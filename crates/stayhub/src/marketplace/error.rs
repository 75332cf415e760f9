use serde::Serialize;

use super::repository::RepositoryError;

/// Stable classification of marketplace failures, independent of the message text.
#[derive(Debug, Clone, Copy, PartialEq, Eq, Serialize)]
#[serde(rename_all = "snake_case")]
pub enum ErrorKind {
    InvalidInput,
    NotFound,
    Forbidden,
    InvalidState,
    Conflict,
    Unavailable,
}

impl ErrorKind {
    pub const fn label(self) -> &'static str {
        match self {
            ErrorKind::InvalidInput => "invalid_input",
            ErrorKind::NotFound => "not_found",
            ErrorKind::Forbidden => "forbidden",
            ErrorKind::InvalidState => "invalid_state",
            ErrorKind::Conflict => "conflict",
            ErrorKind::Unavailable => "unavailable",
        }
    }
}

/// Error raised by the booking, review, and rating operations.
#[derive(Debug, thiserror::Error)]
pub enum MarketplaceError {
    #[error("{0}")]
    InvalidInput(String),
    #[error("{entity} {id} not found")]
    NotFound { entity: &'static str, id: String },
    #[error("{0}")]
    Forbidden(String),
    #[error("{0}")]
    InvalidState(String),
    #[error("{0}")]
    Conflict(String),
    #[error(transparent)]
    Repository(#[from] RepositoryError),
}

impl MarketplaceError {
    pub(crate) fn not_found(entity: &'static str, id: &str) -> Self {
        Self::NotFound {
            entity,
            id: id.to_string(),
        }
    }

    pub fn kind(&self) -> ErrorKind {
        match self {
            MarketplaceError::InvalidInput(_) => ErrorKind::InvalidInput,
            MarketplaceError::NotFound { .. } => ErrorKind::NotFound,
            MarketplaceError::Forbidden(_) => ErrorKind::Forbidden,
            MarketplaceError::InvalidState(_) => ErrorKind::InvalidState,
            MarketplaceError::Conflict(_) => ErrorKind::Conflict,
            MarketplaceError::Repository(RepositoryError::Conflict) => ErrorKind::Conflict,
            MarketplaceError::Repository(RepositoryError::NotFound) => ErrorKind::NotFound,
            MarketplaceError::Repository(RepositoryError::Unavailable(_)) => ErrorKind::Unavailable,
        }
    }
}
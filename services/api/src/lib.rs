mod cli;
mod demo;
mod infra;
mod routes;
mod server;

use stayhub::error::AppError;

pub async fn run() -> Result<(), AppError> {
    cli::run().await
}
··········
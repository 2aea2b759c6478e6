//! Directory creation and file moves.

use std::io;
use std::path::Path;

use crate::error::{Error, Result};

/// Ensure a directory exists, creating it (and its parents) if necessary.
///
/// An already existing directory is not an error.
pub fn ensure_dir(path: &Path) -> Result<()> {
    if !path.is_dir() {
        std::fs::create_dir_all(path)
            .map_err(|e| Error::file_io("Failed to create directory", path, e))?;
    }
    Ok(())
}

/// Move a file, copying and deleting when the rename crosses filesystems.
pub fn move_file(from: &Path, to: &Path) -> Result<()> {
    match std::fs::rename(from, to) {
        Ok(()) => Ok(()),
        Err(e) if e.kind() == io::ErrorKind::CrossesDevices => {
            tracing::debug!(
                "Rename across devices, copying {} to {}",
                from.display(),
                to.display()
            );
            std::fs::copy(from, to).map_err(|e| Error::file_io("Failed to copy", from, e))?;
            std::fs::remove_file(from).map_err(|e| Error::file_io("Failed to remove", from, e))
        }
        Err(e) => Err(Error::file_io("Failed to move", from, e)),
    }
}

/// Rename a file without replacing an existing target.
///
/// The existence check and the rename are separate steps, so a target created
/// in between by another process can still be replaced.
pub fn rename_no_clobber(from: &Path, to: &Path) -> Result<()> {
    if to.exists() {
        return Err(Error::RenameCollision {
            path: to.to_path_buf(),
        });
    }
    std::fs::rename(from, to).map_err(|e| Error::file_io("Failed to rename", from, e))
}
··········
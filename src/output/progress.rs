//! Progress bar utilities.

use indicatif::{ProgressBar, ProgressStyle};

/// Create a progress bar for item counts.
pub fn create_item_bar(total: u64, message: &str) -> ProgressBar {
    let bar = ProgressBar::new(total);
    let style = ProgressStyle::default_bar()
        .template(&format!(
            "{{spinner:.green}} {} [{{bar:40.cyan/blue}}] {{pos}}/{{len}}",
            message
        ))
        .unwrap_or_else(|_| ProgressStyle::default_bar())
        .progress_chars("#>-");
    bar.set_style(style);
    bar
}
··········
**DESCRIPTION OF THE TASK**
Output each line of the listing in which the string "MarketplaceError" is found.

**ANSWER TO THE PROBLEM**
pub enum MarketplaceError {
impl MarketplaceError {
            MarketplaceError::InvalidInput(_) => ErrorKind::InvalidInput,
            MarketplaceError::NotFound { .. } => ErrorKind::NotFound,
            MarketplaceError::Forbidden(_) => ErrorKind::Forbidden,
            MarketplaceError::InvalidState(_) => ErrorKind::InvalidState,
            MarketplaceError::Conflict(_) => ErrorKind::Conflict,
            MarketplaceError::Repository(RepositoryError::Conflict) => ErrorKind::Conflict,
            MarketplaceError::Repository(RepositoryError::NotFound) => ErrorKind::NotFound,
            MarketplaceError::Repository(RepositoryError::Unavailable(_)) => ErrorKind::Unavailable,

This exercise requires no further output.